# Solar Cell

A solar cell has a saturation current $I_s =1 \mu A$. When it is illuminated it produces a short-circuit current $I_{SC} = -50 mA$. Being given the working temperature $T =290 K$ and Boltzmann constant, compute the following:

a) Internal resistance of the solar cell when the illumination tends to zero.

b) No-load voltage generated by the solar cell, at the illumination from the problem.

c) The maximum voltage on a load resistance $R_m = 5 \Omega$, which corresponds to the maximum power supplied by the solar cell to the external circuit.

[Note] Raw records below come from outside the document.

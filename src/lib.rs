//! Software square root for the two binary floating-point formats wider than
//! `f64`: the x87 80-bit extended format (64-bit explicit significand) and
//! IEEE binary128 (113-bit significand). Both share one algorithm, built
//! entirely from 32/64-bit integer arithmetic: a table seed for the
//! reciprocal square root, a fixed 32/64/64/128-bit refinement pipeline, and
//! an exact integer residual that decides the final rounding.
//!
//! The floating-point environment is not ambient state: the rounding
//! direction is an argument, and sticky conditions are reported into an
//! [`Exceptions`] set owned by the caller. Callers sharing one `Exceptions`
//! across threads take on the synchronization themselves.

#[allow(unused_imports)]
use bytemuck::{Pod, Zeroable};
#[allow(unused_imports)]
use equator::assert;

pub mod wide;

mod repr;

mod sqrt;

pub use repr::{Format, Q128, X80, X80Bits};
pub use wide::U128;

pub mod math {
    /// Square root over any [`Format`](crate::Format).
    pub use crate::sqrt::sqrt;

    /// Same as [`sqrt`], also returning the committed rounding direction.
    pub use crate::sqrt::sqrt_with;

    /// Square root of an 80-bit extended value.
    pub use crate::sqrt::sqrt_x80;

    /// Square root of a binary128 bit pattern.
    pub use crate::sqrt::sqrt_q128;
}

/// IEEE rounding direction, chosen by the caller per operation.
#[derive(Copy, Clone, Debug, PartialEq, Eq)]
pub enum Round {
    ToNearest,
    ToZero,
    Up,
    Down,
}

impl Round {
    pub const ALL: &'static [Self] = &[Self::ToNearest, Self::ToZero, Self::Up, Self::Down];
}

/// Sign of the rounding error committed by an operation: whether the
/// returned value is below, equal to, or above the exact result.
#[derive(Copy, Clone, Debug, PartialEq, Eq)]
#[repr(i8)]
pub enum Approx {
    LessThanExact = -1,
    Exact = 0,
    GreaterThanExact = 1,
}

/// IEEE sticky condition.
#[derive(Copy, Clone, Debug, PartialEq, Eq)]
#[repr(u8)]
pub enum Exception {
    Invalid = 1 << 0,
    Inexact = 1 << 1,
}

/// Sticky condition set. Once raised, a condition stays set until
/// [`clear`](Self::clear) is called, regardless of how many operations
/// report into it.
#[derive(Copy, Clone, Debug, PartialEq, Eq, Default)]
pub struct Exceptions(u8);

impl Exceptions {
    #[inline]
    pub const fn none() -> Self {
        Self(0)
    }

    #[inline]
    pub fn raise(&mut self, e: Exception) {
        self.0 |= e as u8;
    }

    #[inline]
    pub const fn test(self, e: Exception) -> bool {
        self.0 & e as u8 != 0
    }

    #[inline]
    pub const fn any(self) -> bool {
        self.0 != 0
    }

    #[inline]
    pub fn clear(&mut self) {
        self.0 = 0;
    }
}
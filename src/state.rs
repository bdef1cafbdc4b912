//! Per-write state shared by every writer in one serialization.

use crate::encoder::{EncodeStatus, JsonTextEncoder, TextEncoder, MAX_ESCAPED_CHAR_LEN};
use crate::sink::Sink;
use crate::stack::WriteStack;
use crate::{Error, Result, WriterOptions};
use std::fmt;
use std::io::Write as _;

// Scalar tokens up to this length are formatted on the stack.
const INLINE_TOKEN_LEN: usize = 64;

/// Everything one in-flight serialization needs.
///
/// A `WriterState` exclusively borrows its sink and serves exactly one value graph
/// at a time. Between resumed calls the caller may flush the sink but must not
/// start writing a different root value until the current one has completed or
/// [`reset`](Self::reset) has been called.
///
/// # Examples
///
/// ```rust
/// use chunked_json::{write_to_completion, BufferSink, WriterOptions, WriterState};
///
/// let mut sink = BufferSink::with_capacity(Vec::new(), 4);
/// let mut state = WriterState::new(&mut sink, WriterOptions::new());
/// write_to_completion(&vec!["a", "b"], &mut state).unwrap();
/// state.flush().unwrap();
/// drop(state);
/// assert_eq!(sink.into_inner(), br#"["a","b"]"#);
/// ```
pub struct WriterState<'s> {
    sink: &'s mut dyn Sink,
    encoder: Box<dyn TextEncoder>,
    options: WriterOptions,
    pub(crate) stack: WriteStack,
    /// Reused buffer for joining a held-back UTF-16 unit with the next slice.
    pub(crate) scratch: Vec<u16>,
}

impl<'s> WriterState<'s> {
    pub fn new(sink: &'s mut dyn Sink, options: WriterOptions) -> Self {
        let encoder = Box::new(JsonTextEncoder::from_options(&options));
        Self::with_encoder(sink, options, encoder)
    }

    /// Creates a state that escapes text with a custom encoder.
    pub fn with_encoder(
        sink: &'s mut dyn Sink,
        options: WriterOptions,
        encoder: Box<dyn TextEncoder>,
    ) -> Self {
        WriterState {
            sink,
            encoder,
            options,
            stack: WriteStack::new(),
            scratch: Vec::new(),
        }
    }

    pub fn options(&self) -> &WriterOptions {
        &self.options
    }

    pub fn encoder(&self) -> &dyn TextEncoder {
        self.encoder.as_ref()
    }

    pub fn stack(&self) -> &WriteStack {
        &self.stack
    }

    /// Returns `true` while a suspended value waits to be resumed.
    pub fn is_suspended(&self) -> bool {
        self.stack.is_suspended()
    }

    /// Abandons any suspended value so the state can start a new one.
    pub fn reset(&mut self) {
        self.stack.clear();
        self.scratch.clear();
    }

    pub fn free_capacity(&self) -> usize {
        self.sink.free_capacity()
    }

    /// Drains the sink.
    ///
    /// # Errors
    ///
    /// Propagates the sink's I/O error.
    pub fn flush(&mut self) -> Result<()> {
        self.sink.flush()
    }

    /// Writes a token that must not be split.
    pub(crate) fn write_raw(&mut self, bytes: &[u8]) -> Result<()> {
        let region = self.sink.reserve(bytes.len())?;
        region.copy_from_slice(bytes);
        self.sink.commit(bytes.len());
        Ok(())
    }

    /// Writes a whole scalar token, refusing it where a suspended value waits.
    pub(crate) fn write_leaf(&mut self, bytes: &[u8]) -> Result<()> {
        self.stack.expect_fresh()?;
        self.write_raw(bytes)
    }

    /// Writes the `Display` form of a scalar whose length is at most `max_len`.
    ///
    /// The token is formatted first so the sink is asked for exactly its length.
    pub(crate) fn write_display<T: fmt::Display>(
        &mut self,
        value: &T,
        max_len: usize,
        quoted: bool,
    ) -> Result<()> {
        self.stack.expect_fresh()?;
        let quote: &[u8] = if quoted { b"\"" } else { b"" };
        if max_len + 2 > INLINE_TOKEN_LEN {
            let text = value.to_string();
            let len = text.len() + 2 * quote.len();
            let region = self.sink.reserve(len)?;
            region[..quote.len()].copy_from_slice(quote);
            region[quote.len()..len - quote.len()].copy_from_slice(text.as_bytes());
            region[len - quote.len()..].copy_from_slice(quote);
            self.sink.commit(len);
            return Ok(());
        }

        let mut buf = [0u8; INLINE_TOKEN_LEN];
        let mut cursor = std::io::Cursor::new(&mut buf[..]);
        cursor.write_all(quote)?;
        write!(cursor, "{}", value)?;
        cursor.write_all(quote)?;
        let used = cursor.position() as usize;
        self.write_raw(&buf[..used])
    }

    /// Writes `text` as a complete, escaped string token followed by `trailing`.
    ///
    /// Only the exact escaped length is reserved.
    pub(crate) fn write_escaped(&mut self, text: &str, trailing: &[u8]) -> Result<()> {
        let bytes = text.as_bytes();
        if self.encoder.first_index_needing_escape(bytes).is_none() {
            let len = bytes.len() + 2 + trailing.len();
            let region = self.sink.reserve(len)?;
            region[0] = b'"';
            region[1..=bytes.len()].copy_from_slice(bytes);
            region[bytes.len() + 1] = b'"';
            region[bytes.len() + 2..].copy_from_slice(trailing);
            self.sink.commit(len);
            return Ok(());
        }

        let mut escaped = vec![0u8; bytes.len() * MAX_ESCAPED_CHAR_LEN];
        let result = self.encoder.encode(bytes, &mut escaped, true);
        if result.status != EncodeStatus::Done {
            return Err(Error::encoding(
                result.consumed,
                "text encoder rejected a short string",
            ));
        }
        let written = result.written;
        let len = written + 2 + trailing.len();
        let region = self.sink.reserve(len)?;
        region[0] = b'"';
        region[1..=written].copy_from_slice(&escaped[..written]);
        region[written + 1] = b'"';
        region[written + 2..].copy_from_slice(trailing);
        self.sink.commit(len);
        Ok(())
    }

    /// Reserves a region for the chunked writers.
    pub(crate) fn reserve(&mut self, min: usize) -> Result<&mut [u8]> {
        self.sink.reserve(min)
    }

    pub(crate) fn commit(&mut self, used: usize) {
        self.sink.commit(used);
    }

    /// Splits the borrow so a chunked writer can encode straight into the sink.
    pub(crate) fn encoder_and_region(
        &mut self,
        min: usize,
    ) -> Result<(&dyn TextEncoder, &mut [u8])> {
        let region = self.sink.reserve(min)?;
        Ok((self.encoder.as_ref(), region))
    }
}

impl fmt::Debug for WriterState<'_> {
    fn fmt(&self, f: &mut fmt::Formatter<'_>) -> fmt::Result {
        f.debug_struct("WriterState")
            .field("options", &self.options)
            .field("stack", &self.stack)
            .field("free_capacity", &self.sink.free_capacity())
            .finish()
    }
}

The analytical expression for the current-voltage characteristic is:

$I =I_s\left ( e^{(e U)/(k T)}-1 \right )-I_L$          (1)
where $I_L$ is the current when the solar cell is illuminated.

From above we obtain:

$exp\left(\frac{e U}{k T}\right)=\frac{I+I_L+I_s}{I_s}$

By differentiating with respect to I we obtain

$\frac{e}{k T}\frac{d U}{d I}exp\left(\frac{e U}{k T}\right) = \frac{1}{I_s}$

The internal resistance of the cell is thus:

$R =\frac{d U}{d I} = \frac{k T}{e}*\frac{1}{I_s}*exp\left ( -\frac{e U}{k T} \right )=\frac{k T}{e I_s}*\frac{I_s}{I+I_L+I_s}$     (2)
With no light one has $I=I_L =0$ so that

$R = (k T)/(e I_s) =2.5*10^4 \Omega$

The no-load voltage $U0$ is found by imposing the condition $I =0$ on the above equation (1):

$I_L =I_s\left ( e^{(e U_0)/(k T)}-1 \right )$

from which we get

$U_0 =\frac{k T}{e}*ln\left ( 1+\frac{I_L}{I_s} \right ) =270 mV$

For maximum power to the outside circuit external load resistance is equal to the internal resistance of the solar cell. By taking $U =U_m$ into equation (2) one obtains

$R_m =\frac{k T}{e I_s}*exp\left ( -\frac{e U_m}{k T} \right ) =R_0*exp\left ( -\frac{e U_m}{k T} \right )$

Therefore

$U_m =\frac{k T}{e}*ln\frac{R_0}{R_m} =213 mV$